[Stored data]
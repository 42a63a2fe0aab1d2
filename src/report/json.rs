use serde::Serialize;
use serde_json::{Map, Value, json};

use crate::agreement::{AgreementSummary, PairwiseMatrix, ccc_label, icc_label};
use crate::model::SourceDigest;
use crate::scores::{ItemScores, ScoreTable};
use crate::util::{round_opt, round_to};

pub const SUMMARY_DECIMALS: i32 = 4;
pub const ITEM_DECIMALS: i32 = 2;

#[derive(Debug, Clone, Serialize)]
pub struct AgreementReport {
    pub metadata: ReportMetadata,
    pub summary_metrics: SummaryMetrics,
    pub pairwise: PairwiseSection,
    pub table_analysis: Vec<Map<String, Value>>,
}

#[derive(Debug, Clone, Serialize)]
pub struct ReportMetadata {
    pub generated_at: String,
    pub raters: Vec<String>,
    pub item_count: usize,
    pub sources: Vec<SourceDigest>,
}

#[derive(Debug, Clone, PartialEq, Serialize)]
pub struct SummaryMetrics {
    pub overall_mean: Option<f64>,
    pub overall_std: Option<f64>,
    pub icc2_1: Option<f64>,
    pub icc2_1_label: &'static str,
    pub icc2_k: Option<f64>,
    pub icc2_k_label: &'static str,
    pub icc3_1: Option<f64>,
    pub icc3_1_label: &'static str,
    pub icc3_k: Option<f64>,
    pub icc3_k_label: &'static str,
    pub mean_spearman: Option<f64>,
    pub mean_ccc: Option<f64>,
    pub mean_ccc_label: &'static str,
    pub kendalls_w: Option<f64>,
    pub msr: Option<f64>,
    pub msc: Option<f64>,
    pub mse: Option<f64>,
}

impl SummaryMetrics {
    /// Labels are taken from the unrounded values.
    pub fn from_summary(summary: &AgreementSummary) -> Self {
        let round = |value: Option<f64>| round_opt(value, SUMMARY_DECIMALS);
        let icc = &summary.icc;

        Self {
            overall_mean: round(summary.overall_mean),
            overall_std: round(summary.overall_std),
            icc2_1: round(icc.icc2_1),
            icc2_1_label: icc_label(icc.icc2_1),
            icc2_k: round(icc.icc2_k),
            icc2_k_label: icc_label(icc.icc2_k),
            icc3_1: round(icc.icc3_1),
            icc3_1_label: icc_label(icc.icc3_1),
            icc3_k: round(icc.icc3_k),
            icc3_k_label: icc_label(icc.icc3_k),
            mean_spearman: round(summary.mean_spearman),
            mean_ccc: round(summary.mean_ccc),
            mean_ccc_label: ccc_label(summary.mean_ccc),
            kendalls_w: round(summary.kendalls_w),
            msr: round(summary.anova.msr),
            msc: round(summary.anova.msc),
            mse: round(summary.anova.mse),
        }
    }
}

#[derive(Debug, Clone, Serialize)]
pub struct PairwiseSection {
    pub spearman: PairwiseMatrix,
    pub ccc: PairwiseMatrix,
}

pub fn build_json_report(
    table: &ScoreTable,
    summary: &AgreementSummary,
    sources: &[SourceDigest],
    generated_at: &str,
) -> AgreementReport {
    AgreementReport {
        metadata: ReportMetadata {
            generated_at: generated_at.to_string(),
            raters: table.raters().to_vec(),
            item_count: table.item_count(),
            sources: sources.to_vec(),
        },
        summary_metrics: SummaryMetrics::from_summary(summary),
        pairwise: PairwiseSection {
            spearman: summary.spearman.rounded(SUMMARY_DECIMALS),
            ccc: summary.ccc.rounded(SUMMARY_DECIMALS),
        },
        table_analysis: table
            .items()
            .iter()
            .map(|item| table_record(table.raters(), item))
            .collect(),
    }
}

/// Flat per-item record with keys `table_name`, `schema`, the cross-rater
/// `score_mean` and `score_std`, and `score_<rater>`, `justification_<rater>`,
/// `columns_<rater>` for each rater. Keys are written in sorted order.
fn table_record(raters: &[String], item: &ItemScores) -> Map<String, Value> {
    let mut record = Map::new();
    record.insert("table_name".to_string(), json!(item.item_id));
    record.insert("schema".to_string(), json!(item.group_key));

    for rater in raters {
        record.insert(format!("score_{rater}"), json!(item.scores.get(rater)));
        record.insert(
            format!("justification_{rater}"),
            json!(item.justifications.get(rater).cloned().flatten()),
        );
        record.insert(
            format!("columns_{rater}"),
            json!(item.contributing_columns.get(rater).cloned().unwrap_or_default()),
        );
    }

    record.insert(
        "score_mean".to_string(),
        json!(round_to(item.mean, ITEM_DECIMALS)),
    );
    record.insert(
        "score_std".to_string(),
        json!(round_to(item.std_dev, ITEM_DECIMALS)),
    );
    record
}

● Required action
Some lines in the records above contain "AgreementSummary". Count them and give the number only.

● Exercise response
3